Entries taken from a collection:
• • • • •

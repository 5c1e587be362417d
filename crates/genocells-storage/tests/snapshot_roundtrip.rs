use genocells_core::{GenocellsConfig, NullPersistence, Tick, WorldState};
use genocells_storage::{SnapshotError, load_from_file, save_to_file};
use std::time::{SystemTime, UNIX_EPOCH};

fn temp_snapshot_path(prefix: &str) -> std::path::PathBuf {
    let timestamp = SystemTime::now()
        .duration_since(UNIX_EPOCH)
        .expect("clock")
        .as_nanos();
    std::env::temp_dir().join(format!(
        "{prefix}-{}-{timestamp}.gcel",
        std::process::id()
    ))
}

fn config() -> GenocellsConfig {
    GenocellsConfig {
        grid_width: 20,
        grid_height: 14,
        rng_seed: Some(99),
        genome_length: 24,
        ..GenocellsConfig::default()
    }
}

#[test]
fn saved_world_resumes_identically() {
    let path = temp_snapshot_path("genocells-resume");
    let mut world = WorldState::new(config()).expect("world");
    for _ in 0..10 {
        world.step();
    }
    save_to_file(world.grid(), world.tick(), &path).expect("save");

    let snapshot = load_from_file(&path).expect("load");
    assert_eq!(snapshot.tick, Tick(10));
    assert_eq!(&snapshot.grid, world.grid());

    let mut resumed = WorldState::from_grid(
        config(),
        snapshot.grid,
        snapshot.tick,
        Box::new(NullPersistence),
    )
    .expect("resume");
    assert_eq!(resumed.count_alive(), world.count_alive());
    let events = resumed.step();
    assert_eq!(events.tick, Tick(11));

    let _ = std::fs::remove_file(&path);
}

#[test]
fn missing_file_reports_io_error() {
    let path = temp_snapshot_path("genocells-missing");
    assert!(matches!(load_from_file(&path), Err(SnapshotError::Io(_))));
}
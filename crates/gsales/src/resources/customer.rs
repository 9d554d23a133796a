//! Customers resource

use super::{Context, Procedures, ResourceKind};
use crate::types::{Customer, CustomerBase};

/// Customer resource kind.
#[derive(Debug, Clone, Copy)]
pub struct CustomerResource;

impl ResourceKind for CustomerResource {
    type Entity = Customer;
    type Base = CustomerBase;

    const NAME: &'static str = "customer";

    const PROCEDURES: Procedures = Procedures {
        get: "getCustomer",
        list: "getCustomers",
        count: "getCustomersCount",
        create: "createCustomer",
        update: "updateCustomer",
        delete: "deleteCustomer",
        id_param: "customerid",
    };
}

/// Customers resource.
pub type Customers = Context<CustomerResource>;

• • • • •

Find the word "CustomerResource" in the entries. Copy each line that holds it.

Result below »
pub struct CustomerResource;
impl ResourceKind for CustomerResource {
pub type Customers = Context<CustomerResource>;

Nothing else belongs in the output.